Шрифт:
Интервал:
Закладка:
Едва я закончил с делом, в комнате раздался насмешливый свист. По моему хребту пробежал нервный холодок, дотянувшийся через голову и до лба. Отвратительный звук наполнял комнату какой-то неожиданной гротескной пародией на человеческий свист, слишком огромной, чтобы принадлежать человеку — словно бы некое наделенное гаргантюанским размером чудовище насвистывало про себя. В самый последний миг, накладывая последнюю печать, я уже не сомневался в том, что наткнулся на один из тех редких и жутких случаев, когда Неимеющее души воспроизводит функции Наделенного душою. Схватив фонарь, я бросился к двери, оглянулся через плечо, прислушиваясь к ожидаемому появлению твари. Она явилась в тот самый миг, когда я положил руку на рукоятку — с визгом, полным невероятного гнева, пронзившим негромкое гудение свиста. Я вылетел наружу, хлопнул дверью и запер ее, а потом привалился к противоположной стене коридора с весьма забавным чувством, поскольку едва успел улизнуть… «Ибо несть ограды и не обрести ее святостию, внегда монстер имеет силу рещи чрез древо и камение» — так гласит Манускрипт Зигзанда, и доказательство сему я получил в деле о Кивающей двери.
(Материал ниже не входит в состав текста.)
//! CLI command implementations
//!
//! Every command loads and validates the config file first. `serve` and
//! `reconcile` refuse to run against an uninitialized data directory.

use std::fs;
use std::path::Path;
use std::sync::Arc;

use serde_json::json;
use uuid::Uuid;

use crate::blob::BlobStore;
use crate::catalog::MetadataCatalog;
use crate::config::VaultConfig;
use crate::http_server::{AppState, HttpServer, JwtManager};
use crate::observability::{log_event_with_fields, Event};
use crate::service::{open_local, VaultService};

use super::args::Command;
use super::errors::{CliError, CliResult};
use super::io::write_response;

/// Main CLI entry point. The only function main.rs calls.
pub fn run() -> CliResult<()> {
    let cli = super::args::Cli::parse_args();
    run_command(cli.command)
}

pub fn run_command(cmd: Command) -> CliResult<()> {
    match cmd {
        Command::Init { config } => init(&config),
        Command::Serve { config } => serve(&config),
        Command::Reconcile { config } => reconcile(&config),
        Command::IssueToken { config, owner } => issue_token(&config, owner),
    }
}

fn load_config(path: &Path) -> CliResult<VaultConfig> {
    let config = VaultConfig::load(path)?;
    log_event_with_fields(
        Event::ConfigLoaded,
        &[
            ("path", &path.display().to_string()),
            ("data_dir", &config.data_dir),
        ],
    );
    Ok(config)
}

/// Create the data directory layout
pub fn init(config_path: &Path) -> CliResult<()> {
    let config = load_config(config_path)?;

    if is_initialized(&config) {
        return Err(CliError::already_initialized());
    }

    let catalog_dir = config
        .catalog_path()
        .parent()
        .map(Path::to_path_buf)
        .unwrap_or_else(|| config.data_path().join("catalog"));
    for dir in [config.blob_root(), catalog_dir] {
        fs::create_dir_all(&dir).map_err(|e| {
            CliError::config_error(format!("Failed to create directory {:?}: {}", dir, e))
        })?;
    }

    write_response(json!({"initialized": true, "data_dir": config.data_dir}))
}

/// Boot the HTTP server over the local backends
pub fn serve(config_path: &Path) -> CliResult<()> {
    let config = load_config(config_path)?;
    if !is_initialized(&config) {
        return Err(CliError::not_initialized());
    }

    let (blob, catalog) = open_local(&config)
        .map_err(|e| CliError::boot_failed(format!("Failed to open backends: {}", e)))?;
    let blob_store: Arc<dyn BlobStore> = Arc::clone(&blob) as Arc<dyn BlobStore>;
    let catalog: Arc<dyn MetadataCatalog> = catalog;
    let service = VaultService::new(config, blob_store, catalog);
    let server = HttpServer::new(AppState::new(Arc::new(service), Some(blob)));

    let rt = tokio::runtime::Runtime::new()
        .map_err(|e| CliError::boot_failed(format!("Failed to create tokio runtime: {}", e)))?;

    rt.block_on(async {
        server
            .start()
            .await
            .map_err(|e| CliError::boot_failed(format!("HTTP server failed: {}", e)))
    })
}

/// Usage sweep plus backing-object audit, printed as JSON
pub fn reconcile(config_path: &Path) -> CliResult<()> {
    let config = load_config(config_path)?;
    if !is_initialized(&config) {
        return Err(CliError::not_initialized());
    }

    let (blob, catalog) = open_local(&config)?;
    let service = VaultService::new(config, blob, catalog);
    let report = service.reconciler().run()?;

    write_response(serde_json::to_value(&report)?)
}

/// Mint a development bearer token
pub fn issue_token(config_path: &Path, owner: Uuid) -> CliResult<()> {
    let config = load_config(config_path)?;
    let token = JwtManager::new(&config.auth).issue_token(&owner)?;

    write_response(json!({
        "owner_id": owner,
        "access_token": token,
        "token_type": "bearer",
        "expires_in": config.auth.token_ttl_minutes * 60,
    }))
}

fn is_initialized(config: &VaultConfig) -> bool {
    config.blob_root().is_dir()
        && config
            .catalog_path()
            .parent()
            .map(Path::is_dir)
            .unwrap_or(false)
}
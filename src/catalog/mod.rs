//! # Metadata Catalog
//!
//! File records, usage ledgers, share links, bucket bindings, tiers and
//! folders, behind the transactional `MetadataCatalog` contract.

pub mod errors;
pub mod local;
pub mod store;

pub use errors::{CatalogError, CatalogResult};
pub use local::LocalCatalog;
pub use store::{CommitOutcome, MetadataCatalog, Reconciliation};
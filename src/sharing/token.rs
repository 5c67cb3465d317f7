//! # Share Tokens

use base64::{engine::general_purpose::URL_SAFE_NO_PAD, Engine as _};
use rand::rngs::OsRng;
use rand::RngCore;

/// Random bytes per token
pub const SHARE_TOKEN_BYTES: usize = 32;

/// Encoded length of a token (base64url, no padding)
pub const SHARE_TOKEN_LEN: usize = 43;

/// 256 bits from the OS CSPRNG, base64url encoded
pub fn generate_share_token() -> String {
    let mut bytes = [0u8; SHARE_TOKEN_BYTES];
    OsRng.fill_bytes(&mut bytes);
    URL_SAFE_NO_PAD.encode(bytes)
}

/// Shape check run before any catalog lookup
pub fn is_well_formed(token: &str) -> bool {
    token.len() == SHARE_TOKEN_LEN
        && token
            .bytes()
            .all(|b| b.is_ascii_alphanumeric() || b == b'-' || b == b'_')
}
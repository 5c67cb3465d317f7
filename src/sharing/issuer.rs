//! # Share Link Issuer
//!
//! Creates, resolves, extends and revokes share links. Revocation is a
//! tombstone so holders of a revoked link get `ShareRevoked`, not
//! `ShareNotFound`.

use std::sync::Arc;

use chrono::{DateTime, Utc};
use serde::Serialize;
use uuid::Uuid;

use crate::catalog::{CatalogError, MetadataCatalog};
use crate::errors::{VaultError, VaultResult};
use crate::model::{ExpirationPolicy, FileRecord, OwnerId, ShareLink, ShareState};
use crate::observability::{log_event_with_fields, Event, MetricsRegistry};

use super::token::{generate_share_token, is_well_formed};

/// Token collisions tolerated before giving up
const MAX_TOKEN_ATTEMPTS: usize = 5;

/// An active share and the file it grants access to
#[derive(Debug, Clone, PartialEq, Eq, Serialize)]
pub struct ResolvedShare {
    pub share: ShareLink,
    pub file: FileRecord,
}

#[derive(Debug)]
pub struct ShareLinkIssuer<C: ?Sized> {
    catalog: Arc<C>,
    metrics: Arc<MetricsRegistry>,
}

impl<C> ShareLinkIssuer<C>
where
    C: MetadataCatalog + ?Sized,
{
    pub fn new(catalog: Arc<C>, metrics: Arc<MetricsRegistry>) -> Self {
        Self { catalog, metrics }
    }

    /// Create a link to one of the owner's files
    pub fn create_share(
        &self,
        owner_id: &OwnerId,
        file_id: &Uuid,
        policy: ExpirationPolicy,
    ) -> VaultResult<ShareLink> {
        let file = self
            .catalog
            .get_file(file_id)?
            .ok_or_else(|| VaultError::FileNotFound(file_id.to_string()))?;
        if &file.owner_id != owner_id {
            return Err(VaultError::Forbidden);
        }

        for _ in 0..MAX_TOKEN_ATTEMPTS {
            let share = ShareLink::new(file.id, *owner_id, generate_share_token(), policy, Utc::now());
            match self.catalog.insert_share(share) {
                Ok(share) => {
                    self.metrics.increment_shares_created();
                    log_event_with_fields(
                        Event::ShareCreated,
                        &[
                            ("owner_id", &owner_id.to_string()),
                            ("file_id", &file.id.to_string()),
                            ("share_id", &share.id.to_string()),
                            ("expiration", policy.as_str()),
                        ],
                    );
                    return Ok(share);
                }
                Err(CatalogError::Conflict(_)) => continue,
                Err(e) => return Err(e.into()),
            }
        }

        Err(VaultError::Internal(
            "could not allocate a unique share token".to_string(),
        ))
    }

    /// Resolve a token against the current time
    pub fn validate_share(&self, token: &str) -> VaultResult<ResolvedShare> {
        self.validate_share_at(token, Utc::now())
    }

    /// Resolve a token as of `now`
    pub fn validate_share_at(&self, token: &str, now: DateTime<Utc>) -> VaultResult<ResolvedShare> {
        let share = if is_well_formed(token) {
            self.catalog.get_share_by_token(token)?
        } else {
            None
        };

        let outcome = match share {
            None => Err(VaultError::ShareNotFound),
            Some(share) => match share.state(now) {
                ShareState::Active => self.shared_file(share),
                ShareState::Expired => Err(VaultError::ShareExpired),
                ShareState::Revoked => Err(VaultError::ShareRevoked),
            },
        };

        match &outcome {
            Ok(resolved) => {
                self.metrics.increment_shares_resolved();
                log_event_with_fields(
                    Event::ShareResolved,
                    &[
                        ("share_id", &resolved.share.id.to_string()),
                        ("file_id", &resolved.file.id.to_string()),
                    ],
                );
            }
            Err(e) => {
                self.metrics.increment_shares_rejected();
                log_event_with_fields(Event::ShareRejected, &[("kind", e.kind())]);
            }
        }

        outcome
    }

    /// A share whose file is gone counts as revoked
    fn shared_file(&self, share: ShareLink) -> VaultResult<ResolvedShare> {
        match self.catalog.get_file(&share.file_id)? {
            Some(file) => Ok(ResolvedShare { share, file }),
            None => Err(VaultError::ShareRevoked),
        }
    }

    /// Re-issue the expiry from now. Expired links may be extended,
    /// revoked ones may not.
    pub fn extend_expiration(
        &self,
        owner_id: &OwnerId,
        share_id: &Uuid,
        policy: ExpirationPolicy,
    ) -> VaultResult<ShareLink> {
        let mut share = self.owned_share(owner_id, share_id)?;
        if share.revoked {
            return Err(VaultError::ShareRevoked);
        }

        share.expires_at = policy.expires_at(Utc::now());
        let share = match self.catalog.update_share(share) {
            Ok(share) => share,
            // Revoked concurrently
            Err(CatalogError::Conflict(_)) => return Err(VaultError::ShareRevoked),
            Err(e) => return Err(e.into()),
        };

        log_event_with_fields(
            Event::ShareExtended,
            &[
                ("share_id", &share.id.to_string()),
                ("expiration", policy.as_str()),
            ],
        );
        Ok(share)
    }

    /// Tombstone a link. Revoking twice is a no-op.
    pub fn revoke(&self, owner_id: &OwnerId, share_id: &Uuid) -> VaultResult<ShareLink> {
        let mut share = self.owned_share(owner_id, share_id)?;
        if share.revoked {
            return Ok(share);
        }

        share.revoked = true;
        let share = self.catalog.update_share(share)?;

        self.metrics.increment_shares_revoked();
        log_event_with_fields(
            Event::ShareRevoked,
            &[
                ("owner_id", &owner_id.to_string()),
                ("share_id", &share.id.to_string()),
            ],
        );
        Ok(share)
    }

    /// The owner's links, newest first
    pub fn list_shares(&self, owner_id: &OwnerId) -> VaultResult<Vec<ShareLink>> {
        Ok(self.catalog.list_shares(owner_id)?)
    }

    fn owned_share(&self, owner_id: &OwnerId, share_id: &Uuid) -> VaultResult<ShareLink> {
        let share = self
            .catalog
            .get_share(share_id)?
            .ok_or(VaultError::ShareNotFound)?;
        if &share.owner_id != owner_id {
            return Err(VaultError::Forbidden);
        }
        Ok(share)
    }
}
Нет защиты от этой разновидности чудовища, разве что на малое время, поскольку оно способно воспроизвести себя внутри самого защитного материала, которым вы можете воспользоваться или использовать его в собственных целях… и имеет власть явиться внутри пентакля, хотя и не сразу. Можно, конечно, произнести неведомую последнюю строку Обряда Саамаа; однако знание ее весьма сомнительно, а опасность чрезвычайна; и даже тогда она может защитить лишь на «пятерицу сердечных биений», как сказано у Зигзанда.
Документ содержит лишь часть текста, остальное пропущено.